28.10.2020

Wer wird nächstes Stadtoberhaupt von Stuttgart? – Marian Schreier im Interview

Die Landeshauptstadt Stuttgart bekommt ein neues Stadtoberhaupt – am 8. November wird gewählt. Zur Wahl stehen 17 Kandidatinnen und Kandidaten. Wir stellen die aussichtsreichsten von ihnen im Kurzinterview vor. Heute: Marian Schreier.

Was treibt Sie an, OB von Stuttgart werden zu wollen?

Marian Schreier: Zum einen ist Stuttgart meine Heimatstadt, hier bin ich geboren und aufgewachsen, meine Familie und viele Freunde leben dort. Kurzum: Ich habe eine enge persönliche Verbindung zur Stadt.

Zum anderen: Stuttgart ist eine unglaublich lebenswerte Stadt - dörfliche Außenbezirke und lebendige City, wirtschaftlich stark und um sozialen Ausgleich bemüht, Hochkultur und Clubszene. Doch in den letzten Jahren sind diese Facetten immer mehr in den Hintergrund getreten: Feinstaub, Stau, der Streit um Stuttgart 21 – all das, was nicht funktioniert, prägt das öffentliche Bild unserer Stadt. Und viele Bürgerinnen und Bürger haben zurecht den Eindruck, dass sich in den letzten Jahren viel zu wenig bewegt hat. Sei es bei den großen Themen der Stadt – Wohnen, Verkehr, Klima, Digitalisierung – aber auch bei Alltagsproblemen wie dem Müll im Schlossgarten oder der Kfz-Zulassungsstelle. Diesen Stillstand will ich beenden. 

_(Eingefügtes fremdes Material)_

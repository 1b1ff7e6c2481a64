//! Incremental indexer.
//!
//! A reindex pass walks the `*.md` files under the root, fingerprints each,
//! and re-parses only those whose fingerprint changed since the last pass,
//! pushing the result into the sidecar index. Paths whose files vanished are
//! evicted. Returns the paths actually re-indexed so callers can verify that
//! untouched files were skipped. The fingerprint table persists after every
//! pass, changed or not.

use std::collections::BTreeSet;
use std::path::{Path, PathBuf};
use std::time::UNIX_EPOCH;

use tokio::fs;
use tracing::{debug, info};

use tangle_core::{parse_page, FileStat, Fingerprint};
use tangle_index::SidecarIndex;

use crate::error::Result;
use crate::fingerprint::FingerprintTable;
use crate::paths::INDEX_FILE;

/// Drives incremental re-indexing of one graph root into its sidecar index.
pub struct Indexer {
    root: PathBuf,
    sidecar: SidecarIndex,
    fingerprints: FingerprintTable,
}

impl Indexer {
    /// Open the sidecar index and load the persisted fingerprint table.
    pub async fn open(root: impl Into<PathBuf>) -> Result<Self> {
        let root = root.into();
        let sidecar = SidecarIndex::open(&root.join(INDEX_FILE))?;
        let fingerprints = FingerprintTable::load(&root).await?;
        Ok(Self { root, sidecar, fingerprints })
    }

    /// The sidecar index this indexer feeds.
    pub fn sidecar(&self) -> &SidecarIndex {
        &self.sidecar
    }

    /// Fingerprint currently stored for a path, if any.
    pub fn fingerprint(&self, path: &str) -> Option<&Fingerprint> {
        self.fingerprints.get(path)
    }

    /// Run one reindex pass. Returns the relative paths that were actually
    /// re-parsed and pushed into the sidecar index.
    pub async fn reindex(&mut self) -> Result<Vec<String>> {
        let files = list_markdown_files(&self.root).await?;
        let mut updated = Vec::new();
        let mut seen = BTreeSet::new();

        for rel in files {
            let abs = self.root.join(&rel);
            let content = fs::read_to_string(&abs).await?;
            let meta = fs::metadata(&abs).await?;
            let mtime_ms = meta
                .modified()?
                .duration_since(UNIX_EPOCH)
                .map(|d| d.as_millis() as u64)
                .unwrap_or(0);
            let stat = FileStat { mtime_ms, size: meta.len() };
            let fingerprint = Fingerprint::of(&content, &stat);
            seen.insert(rel.clone());

            if self.fingerprints.get(&rel) == Some(&fingerprint) {
                continue;
            }
            let parsed = parse_page(&rel, &content);
            self.sidecar.upsert_page(&parsed.page, &parsed.blocks)?;
            self.fingerprints.insert(rel.clone(), fingerprint);
            updated.push(rel);
        }

        let stale: Vec<String> = self
            .fingerprints
            .paths()
            .filter(|p| !seen.contains(*p))
            .cloned()
            .collect();
        for path in stale {
            debug!(path = %path, "evicting deleted page");
            self.fingerprints.remove(&path);
            self.sidecar.remove_path(&path)?;
        }

        self.fingerprints.save(&self.root).await?;
        info!(updated = updated.len(), tracked = self.fingerprints.len(), "reindex pass complete");
        Ok(updated)
    }
}

/// All `.md` files under the root, as sorted root-relative paths. Dot
/// directories (including `.graph`) are not descended into.
async fn list_markdown_files(root: &Path) -> Result<Vec<String>> {
    let mut out = Vec::new();
    let mut dirs = vec![root.to_path_buf()];
    while let Some(dir) = dirs.pop() {
        let mut entries = match fs::read_dir(&dir).await {
            Ok(entries) => entries,
            Err(e) if e.kind() == std::io::ErrorKind::NotFound => continue,
            Err(e) => return Err(e.into()),
        };
        while let Some(entry) = entries.next_entry().await? {
            let hidden = entry.file_name().to_string_lossy().starts_with('.');
            if hidden {
                continue;
            }
            let path = entry.path();
            if entry.file_type().await?.is_dir() {
                dirs.push(path);
            } else if path.extension().and_then(|e| e.to_str()) == Some("md") {
                if let Ok(rel) = path.strip_prefix(root) {
                    out.push(rel.to_string_lossy().replace('\\', "/"));
                }
            }
        }
    }
    out.sort();
    Ok(out)
}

Was wollen Sie als OB für den Handel in der Stuttgarter City tun?

Marian Schreier: Diese Frage sollte in meinen Augen nicht nur für die City, sondern auch mit Blick auf die Stadtteilzentren betrachtet werden. 
Die Attraktivität der City und der Stadtteilzentren hängt ganz wesentlich von einem vielfältigen Einzelhandel, einer gut aufgestellten Gastronomie, einem breiten Kulturangebot und Veranstaltungen im öffentlichen Raum ab. Durch die Corona-Krise sind diese Akteure massiv unter Druck geraten. Das birgt die Gefahr, dass schon bestehende Entwicklungen verschärft werden: Die Verdrängung lokal gewachsener Betriebe in der City durch internationale Großkonzerne, zunehmender Leerstand, Fluktuation und die Zunahme von Spielhallen und Billiganbietern in den Stadtteilzentren. Klar ist: Die Herausforderungen und Bedürfnisse in der City sind andere als in den Stadtbezirken. Und was in einem Stadtteilzentrum den örtlichen Händlern hilft, ist andernorts vielleicht nicht das Mittel der Wahl. Anstatt ein pauschales Programm für das gesamte Stadtgebiet aufzulegen, braucht es daher Lösungen, die der Vielfalt im Stadtgebiet Rechnung tragen. Die Stadt soll deshalb einen „Pakt für eine lebendige City und Stadtteilzentren“ auf den Weg bringen.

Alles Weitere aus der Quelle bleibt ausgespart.